#### [DESCRIPTION OF THE TASK]
Reproduce exactly the lines below from the one containing "Reversible state transitions." through the one containing "to move and", including both, and nothing else.

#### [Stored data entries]
════════

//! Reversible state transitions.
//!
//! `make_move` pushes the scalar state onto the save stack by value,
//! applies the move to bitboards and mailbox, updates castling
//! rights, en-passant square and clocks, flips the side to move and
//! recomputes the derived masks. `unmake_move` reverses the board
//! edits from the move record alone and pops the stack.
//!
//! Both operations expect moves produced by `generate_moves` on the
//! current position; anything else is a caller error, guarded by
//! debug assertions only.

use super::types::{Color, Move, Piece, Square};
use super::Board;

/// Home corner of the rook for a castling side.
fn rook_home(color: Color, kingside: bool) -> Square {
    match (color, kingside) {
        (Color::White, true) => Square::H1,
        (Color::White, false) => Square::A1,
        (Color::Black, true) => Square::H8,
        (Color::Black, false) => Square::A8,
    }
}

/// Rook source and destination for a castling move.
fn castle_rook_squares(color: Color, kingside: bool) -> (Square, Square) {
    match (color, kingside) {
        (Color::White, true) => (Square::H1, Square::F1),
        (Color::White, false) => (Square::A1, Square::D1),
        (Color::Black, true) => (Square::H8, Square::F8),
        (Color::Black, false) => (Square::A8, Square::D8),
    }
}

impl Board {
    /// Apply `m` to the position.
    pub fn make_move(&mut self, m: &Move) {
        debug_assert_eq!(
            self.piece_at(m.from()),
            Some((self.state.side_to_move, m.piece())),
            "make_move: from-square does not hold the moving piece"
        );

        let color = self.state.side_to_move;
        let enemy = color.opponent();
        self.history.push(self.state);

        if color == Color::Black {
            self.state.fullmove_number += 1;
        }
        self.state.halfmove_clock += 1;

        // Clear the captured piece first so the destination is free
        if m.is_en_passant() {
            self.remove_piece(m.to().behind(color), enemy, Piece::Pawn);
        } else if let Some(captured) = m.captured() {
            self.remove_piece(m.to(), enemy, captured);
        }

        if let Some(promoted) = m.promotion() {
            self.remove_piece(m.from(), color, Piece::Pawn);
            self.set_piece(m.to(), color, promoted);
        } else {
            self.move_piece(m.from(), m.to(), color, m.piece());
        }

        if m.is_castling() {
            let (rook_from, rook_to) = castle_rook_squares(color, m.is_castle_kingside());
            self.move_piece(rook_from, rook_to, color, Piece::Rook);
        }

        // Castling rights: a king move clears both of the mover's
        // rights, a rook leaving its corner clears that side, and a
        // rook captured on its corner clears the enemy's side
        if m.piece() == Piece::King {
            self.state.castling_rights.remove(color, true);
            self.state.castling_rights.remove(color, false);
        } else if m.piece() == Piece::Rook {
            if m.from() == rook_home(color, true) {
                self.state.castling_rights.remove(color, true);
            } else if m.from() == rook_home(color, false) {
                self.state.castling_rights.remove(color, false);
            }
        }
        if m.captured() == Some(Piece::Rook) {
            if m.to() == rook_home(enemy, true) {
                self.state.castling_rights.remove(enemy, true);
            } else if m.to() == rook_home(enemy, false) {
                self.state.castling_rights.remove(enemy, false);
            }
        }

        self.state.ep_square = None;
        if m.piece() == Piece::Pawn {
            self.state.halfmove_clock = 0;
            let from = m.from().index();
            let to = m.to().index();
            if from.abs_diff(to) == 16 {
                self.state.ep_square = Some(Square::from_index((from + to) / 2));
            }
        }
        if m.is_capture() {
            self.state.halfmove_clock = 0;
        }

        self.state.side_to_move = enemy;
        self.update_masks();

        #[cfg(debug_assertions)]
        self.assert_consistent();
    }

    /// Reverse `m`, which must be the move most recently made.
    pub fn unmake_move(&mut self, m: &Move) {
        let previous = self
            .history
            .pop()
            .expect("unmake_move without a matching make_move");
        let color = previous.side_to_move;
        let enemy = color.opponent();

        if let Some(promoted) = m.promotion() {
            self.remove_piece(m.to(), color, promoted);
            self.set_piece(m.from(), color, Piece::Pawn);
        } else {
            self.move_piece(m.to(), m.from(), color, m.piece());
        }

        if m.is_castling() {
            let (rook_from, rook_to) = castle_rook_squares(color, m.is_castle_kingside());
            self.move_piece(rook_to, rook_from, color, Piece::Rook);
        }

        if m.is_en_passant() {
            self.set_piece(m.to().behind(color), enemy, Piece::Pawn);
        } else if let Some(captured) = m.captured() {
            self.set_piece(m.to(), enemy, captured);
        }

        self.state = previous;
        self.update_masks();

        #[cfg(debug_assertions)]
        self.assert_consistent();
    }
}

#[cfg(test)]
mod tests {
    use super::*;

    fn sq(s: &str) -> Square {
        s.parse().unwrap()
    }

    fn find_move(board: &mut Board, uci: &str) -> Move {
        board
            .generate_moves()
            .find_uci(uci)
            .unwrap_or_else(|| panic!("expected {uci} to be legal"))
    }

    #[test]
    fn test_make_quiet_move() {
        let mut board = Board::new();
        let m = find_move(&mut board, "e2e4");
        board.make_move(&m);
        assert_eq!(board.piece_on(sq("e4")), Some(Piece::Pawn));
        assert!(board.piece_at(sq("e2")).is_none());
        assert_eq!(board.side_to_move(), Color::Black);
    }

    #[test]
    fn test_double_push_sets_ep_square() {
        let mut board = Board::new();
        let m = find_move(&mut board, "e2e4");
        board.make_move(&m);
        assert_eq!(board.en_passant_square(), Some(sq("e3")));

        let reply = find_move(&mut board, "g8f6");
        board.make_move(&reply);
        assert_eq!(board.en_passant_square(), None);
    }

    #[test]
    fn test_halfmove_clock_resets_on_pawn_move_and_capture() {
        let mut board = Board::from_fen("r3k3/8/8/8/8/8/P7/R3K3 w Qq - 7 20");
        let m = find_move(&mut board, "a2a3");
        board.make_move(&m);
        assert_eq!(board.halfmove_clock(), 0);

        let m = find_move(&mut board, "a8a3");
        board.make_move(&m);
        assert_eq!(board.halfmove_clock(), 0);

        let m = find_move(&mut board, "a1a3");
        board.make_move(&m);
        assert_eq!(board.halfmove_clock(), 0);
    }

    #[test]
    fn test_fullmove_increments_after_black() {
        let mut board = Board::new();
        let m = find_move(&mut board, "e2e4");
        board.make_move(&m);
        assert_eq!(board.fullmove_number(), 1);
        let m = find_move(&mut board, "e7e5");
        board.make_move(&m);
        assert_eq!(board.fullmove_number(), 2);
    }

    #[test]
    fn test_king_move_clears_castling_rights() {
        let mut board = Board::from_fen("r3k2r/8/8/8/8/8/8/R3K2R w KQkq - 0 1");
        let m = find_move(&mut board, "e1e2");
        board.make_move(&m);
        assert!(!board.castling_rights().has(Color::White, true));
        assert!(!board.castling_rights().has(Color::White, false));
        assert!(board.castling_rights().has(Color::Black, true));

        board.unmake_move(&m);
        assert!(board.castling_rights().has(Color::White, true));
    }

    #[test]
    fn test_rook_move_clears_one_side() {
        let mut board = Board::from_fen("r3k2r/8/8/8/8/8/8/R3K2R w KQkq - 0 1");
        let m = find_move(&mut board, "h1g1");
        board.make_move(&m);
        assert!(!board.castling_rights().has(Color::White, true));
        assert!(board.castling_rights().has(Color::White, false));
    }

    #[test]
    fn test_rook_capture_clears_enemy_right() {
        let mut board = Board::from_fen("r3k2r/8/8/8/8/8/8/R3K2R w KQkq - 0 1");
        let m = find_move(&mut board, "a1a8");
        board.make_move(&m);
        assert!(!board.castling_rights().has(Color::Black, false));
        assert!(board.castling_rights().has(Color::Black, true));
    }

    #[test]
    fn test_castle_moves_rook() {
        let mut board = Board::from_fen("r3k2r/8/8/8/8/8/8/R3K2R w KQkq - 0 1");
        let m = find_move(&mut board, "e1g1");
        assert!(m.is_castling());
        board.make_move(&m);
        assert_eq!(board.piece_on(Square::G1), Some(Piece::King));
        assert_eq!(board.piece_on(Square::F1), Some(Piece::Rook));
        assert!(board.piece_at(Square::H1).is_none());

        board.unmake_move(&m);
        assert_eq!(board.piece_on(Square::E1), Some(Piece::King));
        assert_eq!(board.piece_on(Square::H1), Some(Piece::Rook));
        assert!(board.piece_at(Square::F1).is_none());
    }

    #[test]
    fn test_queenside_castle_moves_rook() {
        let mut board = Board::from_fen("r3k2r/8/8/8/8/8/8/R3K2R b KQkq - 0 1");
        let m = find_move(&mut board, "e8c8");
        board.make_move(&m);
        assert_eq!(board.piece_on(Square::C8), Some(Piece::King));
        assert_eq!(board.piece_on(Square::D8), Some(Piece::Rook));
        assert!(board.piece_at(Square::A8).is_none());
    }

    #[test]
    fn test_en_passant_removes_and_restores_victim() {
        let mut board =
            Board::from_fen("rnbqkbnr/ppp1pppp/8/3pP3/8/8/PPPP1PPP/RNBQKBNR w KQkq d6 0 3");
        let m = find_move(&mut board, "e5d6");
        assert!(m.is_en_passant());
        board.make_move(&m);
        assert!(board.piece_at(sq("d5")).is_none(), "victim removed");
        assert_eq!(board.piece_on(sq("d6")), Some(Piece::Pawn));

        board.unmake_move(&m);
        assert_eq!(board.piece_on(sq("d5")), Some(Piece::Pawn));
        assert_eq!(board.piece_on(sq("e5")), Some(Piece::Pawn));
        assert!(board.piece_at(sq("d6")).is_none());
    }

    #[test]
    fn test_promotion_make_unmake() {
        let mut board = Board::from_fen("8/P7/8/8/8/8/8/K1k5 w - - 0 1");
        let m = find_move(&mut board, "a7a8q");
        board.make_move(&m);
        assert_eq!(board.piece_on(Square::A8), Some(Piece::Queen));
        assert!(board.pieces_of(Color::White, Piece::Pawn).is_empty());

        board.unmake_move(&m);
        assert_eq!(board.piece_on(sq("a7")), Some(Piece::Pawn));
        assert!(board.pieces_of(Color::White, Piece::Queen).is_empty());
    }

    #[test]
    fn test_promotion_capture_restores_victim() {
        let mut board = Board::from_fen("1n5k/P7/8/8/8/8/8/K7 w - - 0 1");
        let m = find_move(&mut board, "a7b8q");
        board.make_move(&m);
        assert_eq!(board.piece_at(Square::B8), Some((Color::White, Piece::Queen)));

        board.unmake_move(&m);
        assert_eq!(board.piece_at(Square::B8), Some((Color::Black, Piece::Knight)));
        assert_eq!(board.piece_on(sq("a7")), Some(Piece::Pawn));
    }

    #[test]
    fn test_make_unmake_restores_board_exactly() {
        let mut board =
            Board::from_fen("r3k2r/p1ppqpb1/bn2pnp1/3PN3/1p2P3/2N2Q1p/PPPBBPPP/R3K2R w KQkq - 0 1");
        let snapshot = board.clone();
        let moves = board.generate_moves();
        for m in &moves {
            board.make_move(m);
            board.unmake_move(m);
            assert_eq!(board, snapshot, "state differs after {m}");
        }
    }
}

════════

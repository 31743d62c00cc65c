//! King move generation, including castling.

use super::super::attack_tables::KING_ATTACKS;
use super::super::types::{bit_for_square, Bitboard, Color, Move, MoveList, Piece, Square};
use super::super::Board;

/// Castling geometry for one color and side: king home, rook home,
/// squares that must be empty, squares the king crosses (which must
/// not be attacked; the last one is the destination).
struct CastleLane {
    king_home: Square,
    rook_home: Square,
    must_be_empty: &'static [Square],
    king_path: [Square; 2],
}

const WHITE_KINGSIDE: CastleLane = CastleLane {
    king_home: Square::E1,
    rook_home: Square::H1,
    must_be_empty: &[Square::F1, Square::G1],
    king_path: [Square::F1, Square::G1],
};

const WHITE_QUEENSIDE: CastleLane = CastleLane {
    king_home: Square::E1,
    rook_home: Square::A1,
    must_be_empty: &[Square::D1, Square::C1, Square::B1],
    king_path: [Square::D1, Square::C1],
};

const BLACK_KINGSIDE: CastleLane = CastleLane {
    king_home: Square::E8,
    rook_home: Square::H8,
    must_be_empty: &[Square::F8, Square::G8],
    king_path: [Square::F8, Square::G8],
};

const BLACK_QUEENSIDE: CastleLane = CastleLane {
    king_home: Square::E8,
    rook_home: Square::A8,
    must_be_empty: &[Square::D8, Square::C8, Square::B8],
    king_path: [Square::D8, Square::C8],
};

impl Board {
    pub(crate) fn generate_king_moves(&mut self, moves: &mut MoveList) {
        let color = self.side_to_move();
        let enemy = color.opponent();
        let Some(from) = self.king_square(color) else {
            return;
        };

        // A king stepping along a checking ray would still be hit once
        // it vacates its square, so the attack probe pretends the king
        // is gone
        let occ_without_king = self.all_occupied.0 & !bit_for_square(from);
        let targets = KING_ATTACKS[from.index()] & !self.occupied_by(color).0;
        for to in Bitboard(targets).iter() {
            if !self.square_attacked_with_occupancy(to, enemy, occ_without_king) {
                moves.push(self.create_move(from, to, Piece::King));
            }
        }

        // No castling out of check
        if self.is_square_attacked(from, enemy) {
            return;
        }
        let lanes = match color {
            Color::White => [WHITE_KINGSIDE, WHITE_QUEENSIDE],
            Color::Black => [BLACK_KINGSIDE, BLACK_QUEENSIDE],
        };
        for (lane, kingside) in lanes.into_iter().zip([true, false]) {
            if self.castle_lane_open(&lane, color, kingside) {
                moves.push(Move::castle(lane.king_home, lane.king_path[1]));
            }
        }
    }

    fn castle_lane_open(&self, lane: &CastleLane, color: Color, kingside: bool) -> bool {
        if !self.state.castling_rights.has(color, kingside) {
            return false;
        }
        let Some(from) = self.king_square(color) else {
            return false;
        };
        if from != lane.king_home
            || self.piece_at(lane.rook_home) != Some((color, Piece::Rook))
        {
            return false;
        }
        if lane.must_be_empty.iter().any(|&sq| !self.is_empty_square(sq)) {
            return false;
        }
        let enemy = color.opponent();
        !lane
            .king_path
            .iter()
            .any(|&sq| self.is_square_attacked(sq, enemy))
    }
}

════════

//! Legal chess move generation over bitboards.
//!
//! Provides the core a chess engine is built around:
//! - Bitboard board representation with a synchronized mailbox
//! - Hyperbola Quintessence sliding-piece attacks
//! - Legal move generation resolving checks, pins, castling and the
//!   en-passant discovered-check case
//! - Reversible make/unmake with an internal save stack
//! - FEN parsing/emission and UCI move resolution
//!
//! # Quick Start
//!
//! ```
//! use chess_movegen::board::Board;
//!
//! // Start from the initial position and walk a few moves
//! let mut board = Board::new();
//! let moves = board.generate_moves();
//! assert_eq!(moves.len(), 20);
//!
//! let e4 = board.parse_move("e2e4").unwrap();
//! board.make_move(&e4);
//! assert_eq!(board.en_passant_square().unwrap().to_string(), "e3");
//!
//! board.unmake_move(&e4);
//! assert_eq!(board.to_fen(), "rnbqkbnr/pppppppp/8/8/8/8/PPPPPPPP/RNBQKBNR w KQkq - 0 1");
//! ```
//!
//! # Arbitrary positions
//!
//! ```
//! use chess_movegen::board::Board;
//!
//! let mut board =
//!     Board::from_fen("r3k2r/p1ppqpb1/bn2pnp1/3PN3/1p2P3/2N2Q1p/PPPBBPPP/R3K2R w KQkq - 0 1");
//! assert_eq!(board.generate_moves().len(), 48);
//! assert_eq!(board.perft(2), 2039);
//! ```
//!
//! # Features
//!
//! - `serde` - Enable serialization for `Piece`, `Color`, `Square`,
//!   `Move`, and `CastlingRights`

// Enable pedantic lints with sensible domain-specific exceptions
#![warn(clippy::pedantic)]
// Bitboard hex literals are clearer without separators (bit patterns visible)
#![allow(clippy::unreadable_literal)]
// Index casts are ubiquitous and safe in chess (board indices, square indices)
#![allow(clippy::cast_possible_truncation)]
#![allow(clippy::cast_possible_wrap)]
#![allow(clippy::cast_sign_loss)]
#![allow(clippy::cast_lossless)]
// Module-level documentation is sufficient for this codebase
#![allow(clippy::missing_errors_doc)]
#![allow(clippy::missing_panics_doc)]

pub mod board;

════════

#### [RESPONSE BELOW]
//! Reversible state transitions.
//!
//! `make_move` pushes the scalar state onto the save stack by value,
//! applies the move to bitboards and mailbox, updates castling
//! rights, en-passant square and clocks, flips the side to move and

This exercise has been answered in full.